1 files changed, 292 insertions, 0 deletions
diff --git a/cmd2/parsing.py b/cmd2/parsing.py
new file mode 100644
index 00000000..ffeb8bbe
--- /dev/null
+++ b/cmd2/parsing.py
@@ -0,0 +1,292 @@
+#
+# -*- coding: utf-8 -*-
+"""Command parsing classes for cmd2"""
+
+import re
+import shlex
+
+import cmd2
+
+BLANK_LINE = '\n'
+
+class Statement(str):
+    """String subclass with additional attributes to store the results of parsing.
+    
+    The cmd module in the standard library passes commands around as a
+    string. To retain backwards compatibility, cmd2 does the same. However, we
+    need a place to capture the additional output of the command parsing, so we add
+    our own attributes to this subclass.
+
+    The string portion of the class contains the arguments, but not the command, nor
+    the output redirection clauses.
+    """
+    def __init__(self, object):
+        self.raw = str(object)
+        self.command = None
+        self.multilineCommand = None
+        # has to be an empty string for compatibility with standard library cmd
+        self.args = ''
+        self.terminator = None
+        self.suffix = None
+        self.pipeTo = None
+        self.output = None
+        self.outputTo = None
+
+class CommandParser():
+    """Parse raw text into command components.
+    
+    Shortcuts is a list of tuples with each tuple containing the shortcut and the expansion.
+    """
+    def __init__(
+            self,
+            quotes=['"', "'"],
+            allow_redirection=True,
+            redirection_chars=['|', '<', '>'],
+            terminators=[';'],
+            multilineCommands = [],
+            aliases = {},
+            shortcuts = [],
+        ):
+        self.quotes = quotes
+        self.allow_redirection = allow_redirection
+        self.redirection_chars = redirection_chars
+        self.terminators = terminators
+        self.multilineCommands = multilineCommands
+        self.aliases = aliases
+        self.shortcuts = shortcuts
+
+    def parseString(self, rawinput):
+        # strip C-style comments
+        # shlex will handle the python/shell style comments for us
+        def replacer(match):
+                s = match.group(0)
+                if s.startswith('/'):
+                    # treat the removed comment as an empty string
+                    return ''
+                else:
+                    return s
+        pattern = re.compile(
+            #r'//.*?$|/\*.*?\*/|\'(?:\\.|[^\\\'])*\'|"(?:\\.|[^\\"])*"',
+            r'/\*.*?\*/|\'(?:\\.|[^\\\'])*\'|"(?:\\.|[^\\"])*"',
+            re.DOTALL | re.MULTILINE
+        )
+        rawinput = re.sub(pattern, replacer, rawinput)
+        line = rawinput
+
+        # expand shortcuts, have to do this first because
+        # a shortcut can expand into multiple tokens, ie '!ls' becomes
+        # 'shell ls'
+        for (shortcut, expansion) in self.shortcuts:
+            if  line.startswith(shortcut):
+                # If the next character after the shortcut isn't a space, then insert one
+                shortcut_len = len(shortcut)
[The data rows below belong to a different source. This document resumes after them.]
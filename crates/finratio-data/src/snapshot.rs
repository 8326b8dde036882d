//! Point-in-time market metrics.

use serde::{Deserialize, Serialize};
use std::collections::BTreeMap;

/// Well-known snapshot keys, named as Yahoo Finance reports them.
pub mod keys {
    /// Trailing price to earnings
    pub const TRAILING_PE: &str = "trailingPE";
    /// Enterprise value to EBITDA
    pub const ENTERPRISE_TO_EBITDA: &str = "enterpriseToEbitda";
    /// Trailing twelve month price to sales
    pub const PRICE_TO_SALES: &str = "priceToSalesTrailing12Months";
    /// Price to book
    pub const PRICE_TO_BOOK: &str = "priceToBook";
}

/// Flat mapping from metric name to value, with no time dimension.
#[derive(Debug, Clone, Default, PartialEq, Serialize, Deserialize)]
#[serde(transparent)]
pub struct MarketSnapshot {
    metrics: BTreeMap<String, f64>,
}

impl MarketSnapshot {
    /// Create an empty snapshot.
    pub fn new() -> Self {
        Self::default()
    }

    /// Insert or overwrite a metric. Non-finite values are ignored.
    pub fn insert(&mut self, key: impl Into<String>, value: f64) {
        if value.is_finite() {
            self.metrics.insert(key.into(), value);
        }
    }

    /// Builder form of [`insert`](Self::insert).
    pub fn with(mut self, key: impl Into<String>, value: f64) -> Self {
        self.insert(key, value);
        self
    }

    /// Metric value, if present.
    pub fn get(&self, key: &str) -> Option<f64> {
        self.metrics.get(key).copied()
    }

    /// Number of metrics.
    pub fn len(&self) -> usize {
        self.metrics.len()
    }

    /// True when no metric is present.
    pub fn is_empty(&self) -> bool {
        self.metrics.is_empty()
    }

    /// Iterate metrics in key order.
    pub fn iter(&self) -> impl Iterator<Item = (&str, f64)> {
        self.metrics.iter().map(|(k, v)| (k.as_str(), *v))
    }
}

impl<K: Into<String>> FromIterator<(K, f64)> for MarketSnapshot {
    fn from_iter<I: IntoIterator<Item = (K, f64)>>(iter: I) -> Self {
        let mut snapshot = Self::new();
        for (key, value) in iter {
            snapshot.insert(key, value);
        }
        snapshot
    }
}

#[cfg(test)]
mod tests {
    use super::*;

    #[test]
    fn test_snapshot_lookup() {
        let snapshot: MarketSnapshot = [(keys::TRAILING_PE, 28.5), ("priceToBook", f64::NAN)]
            .into_iter()
            .collect();

        assert_eq!(snapshot.get(keys::TRAILING_PE), Some(28.5));
        assert_eq!(snapshot.get(keys::PRICE_TO_BOOK), None);
        assert_eq!(snapshot.len(), 1);
    }
}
+                if len(line) == shortcut_len or line[shortcut_len] != ' ':
+                    expansion += ' '
+
+                # Expand the shortcut
+                line = line.replace(shortcut, expansion, 1)
+                break
+
+        # handle the special case/hardcoded terminator of a blank line
+        # we have to do this before we shlex on whitespace because it
+        # destroys all unquoted whitespace in the input
+        terminator = None
+        if line[-1:] == BLANK_LINE:
+            terminator = BLANK_LINE
+
+        s = shlex.shlex(line, posix=False)
+        s.whitespace_split = True
+        tokens = self.split_on_punctuation(list(s))
+        
+        # of the valid terminators, find the first one to occur in the input
+        terminator_pos = len(tokens)+1
+        for test_terminator in self.terminators:
+            try:
+                pos = tokens.index(test_terminator)
+                if pos < terminator_pos:
+                    terminator_pos = pos
+                    terminator = test_terminator
+                    break
+            except ValueError:
+                # the terminator is not in the tokens
+                pass
+
+        if terminator:
+            if terminator == BLANK_LINE:
+                terminator_pos = len(tokens)+1
+            else:
+                terminator_pos = tokens.index(terminator)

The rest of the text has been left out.